### [Data records]
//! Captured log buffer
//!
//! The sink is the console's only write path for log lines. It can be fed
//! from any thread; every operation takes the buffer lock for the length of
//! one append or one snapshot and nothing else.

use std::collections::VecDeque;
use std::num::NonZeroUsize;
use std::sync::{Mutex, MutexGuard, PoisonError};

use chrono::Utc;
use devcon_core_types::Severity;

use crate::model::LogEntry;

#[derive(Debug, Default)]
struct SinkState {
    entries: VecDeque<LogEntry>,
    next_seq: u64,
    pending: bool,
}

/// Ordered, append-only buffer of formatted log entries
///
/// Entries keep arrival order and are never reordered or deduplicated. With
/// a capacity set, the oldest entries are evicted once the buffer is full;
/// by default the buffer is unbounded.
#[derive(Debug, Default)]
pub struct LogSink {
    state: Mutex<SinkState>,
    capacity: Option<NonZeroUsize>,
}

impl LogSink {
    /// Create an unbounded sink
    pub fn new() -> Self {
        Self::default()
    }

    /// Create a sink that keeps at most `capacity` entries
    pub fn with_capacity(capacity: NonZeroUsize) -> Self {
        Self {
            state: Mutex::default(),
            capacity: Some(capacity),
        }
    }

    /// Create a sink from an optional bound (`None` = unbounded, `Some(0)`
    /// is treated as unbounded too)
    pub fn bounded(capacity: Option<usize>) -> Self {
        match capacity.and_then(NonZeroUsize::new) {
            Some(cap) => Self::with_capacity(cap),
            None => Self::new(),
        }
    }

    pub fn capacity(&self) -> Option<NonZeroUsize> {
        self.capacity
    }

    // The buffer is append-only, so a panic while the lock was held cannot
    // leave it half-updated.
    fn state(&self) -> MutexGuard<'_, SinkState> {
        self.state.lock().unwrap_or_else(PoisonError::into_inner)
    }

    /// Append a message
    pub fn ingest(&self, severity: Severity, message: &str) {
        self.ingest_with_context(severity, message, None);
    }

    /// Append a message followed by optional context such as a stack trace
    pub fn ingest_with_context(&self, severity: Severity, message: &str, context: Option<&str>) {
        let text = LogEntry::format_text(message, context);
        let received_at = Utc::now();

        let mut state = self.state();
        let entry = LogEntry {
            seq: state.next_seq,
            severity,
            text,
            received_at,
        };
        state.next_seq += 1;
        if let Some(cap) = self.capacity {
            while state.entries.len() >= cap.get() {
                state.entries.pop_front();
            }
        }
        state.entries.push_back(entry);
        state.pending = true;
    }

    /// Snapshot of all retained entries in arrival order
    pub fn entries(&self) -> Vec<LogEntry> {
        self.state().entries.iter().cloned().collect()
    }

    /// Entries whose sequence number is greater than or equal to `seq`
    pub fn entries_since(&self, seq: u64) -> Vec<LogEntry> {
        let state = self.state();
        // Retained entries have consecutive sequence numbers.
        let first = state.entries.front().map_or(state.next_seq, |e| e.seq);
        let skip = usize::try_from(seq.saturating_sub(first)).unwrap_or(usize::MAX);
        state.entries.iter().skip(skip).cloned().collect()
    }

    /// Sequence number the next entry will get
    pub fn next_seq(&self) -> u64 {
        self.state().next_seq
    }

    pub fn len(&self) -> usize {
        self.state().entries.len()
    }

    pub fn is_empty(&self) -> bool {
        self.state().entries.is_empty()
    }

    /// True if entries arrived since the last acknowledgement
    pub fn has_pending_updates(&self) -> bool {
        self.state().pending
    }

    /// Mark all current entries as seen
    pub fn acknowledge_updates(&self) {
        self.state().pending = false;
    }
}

### [What you need to do]
The entries above must be output exactly, with every line preserved.

### [Response below]
//! Captured log buffer
//!
//! The sink is the console's only write path for log lines. It can be fed
//! from any thread; every operation takes the buffer lock for the length of
//! one append or one snapshot and nothing else.

use std::collections::VecDeque;
use std::num::NonZeroUsize;
use std::sync::{Mutex, MutexGuard, PoisonError};

use chrono::Utc;
use devcon_core_types::Severity;

use crate::model::LogEntry;

#[derive(Debug, Default)]
struct SinkState {
    entries: VecDeque<LogEntry>,
    next_seq: u64,
    pending: bool,
}

/// Ordered, append-only buffer of formatted log entries
///
/// Entries keep arrival order and are never reordered or deduplicated. With
/// a capacity set, the oldest entries are evicted once the buffer is full;
/// by default the buffer is unbounded.
#[derive(Debug, Default)]
pub struct LogSink {
    state: Mutex<SinkState>,
    capacity: Option<NonZeroUsize>,
}

impl LogSink {
    /// Create an unbounded sink
    pub fn new() -> Self {
        Self::default()
    }

    /// Create a sink that keeps at most `capacity` entries
    pub fn with_capacity(capacity: NonZeroUsize) -> Self {
        Self {
            state: Mutex::default(),
            capacity: Some(capacity),
        }
    }

    /// Create a sink from an optional bound (`None` = unbounded, `Some(0)`
    /// is treated as unbounded too)
    pub fn bounded(capacity: Option<usize>) -> Self {
        match capacity.and_then(NonZeroUsize::new) {
            Some(cap) => Self::with_capacity(cap),
            None => Self::new(),
        }
    }

    pub fn capacity(&self) -> Option<NonZeroUsize> {
        self.capacity
    }

    // The buffer is append-only, so a panic while the lock was held cannot
    // leave it half-updated.
    fn state(&self) -> MutexGuard<'_, SinkState> {
        self.state.lock().unwrap_or_else(PoisonError::into_inner)
    }

    /// Append a message
    pub fn ingest(&self, severity: Severity, message: &str) {
        self.ingest_with_context(severity, message, None);
    }

    /// Append a message followed by optional context such as a stack trace
    pub fn ingest_with_context(&self, severity: Severity, message: &str, context: Option<&str>) {
        let text = LogEntry::format_text(message, context);
        let received_at = Utc::now();

        let mut state = self.state();
        let entry = LogEntry {
            seq: state.next_seq,
            severity,
            text,
            received_at,
        };
        state.next_seq += 1;
        if let Some(cap) = self.capacity {
            while state.entries.len() >= cap.get() {
                state.entries.pop_front();
            }
        }
        state.entries.push_back(entry);
        state.pending = true;
    }

    /// Snapshot of all retained entries in arrival order
    pub fn entries(&self) -> Vec<LogEntry> {
        self.state().entries.iter().cloned().collect()
    }

    /// Entries whose sequence number is greater than or equal to `seq`
    pub fn entries_since(&self, seq: u64) -> Vec<LogEntry> {
        let state = self.state();
        // Retained entries have consecutive sequence numbers.
        let first = state.entries.front().map_or(state.next_seq, |e| e.seq);
        let skip = usize::try_from(seq.saturating_sub(first)).unwrap_or(usize::MAX);
        state.entries.iter().skip(skip).cloned().collect()
    }

    /// Sequence number the next entry will get
    pub fn next_seq(&self) -> u64 {
        self.state().next_seq
    }

    pub fn len(&self) -> usize {
        self.state().entries.len()
    }

    pub fn is_empty(&self) -> bool {
        self.state().entries.is_empty()
    }

    /// True if entries arrived since the last acknowledgement
    pub fn has_pending_updates(&self) -> bool {
        self.state().pending
    }

    /// Mark all current entries as seen
    pub fn acknowledge_updates(&self) {
        self.state().pending = false;
    }
}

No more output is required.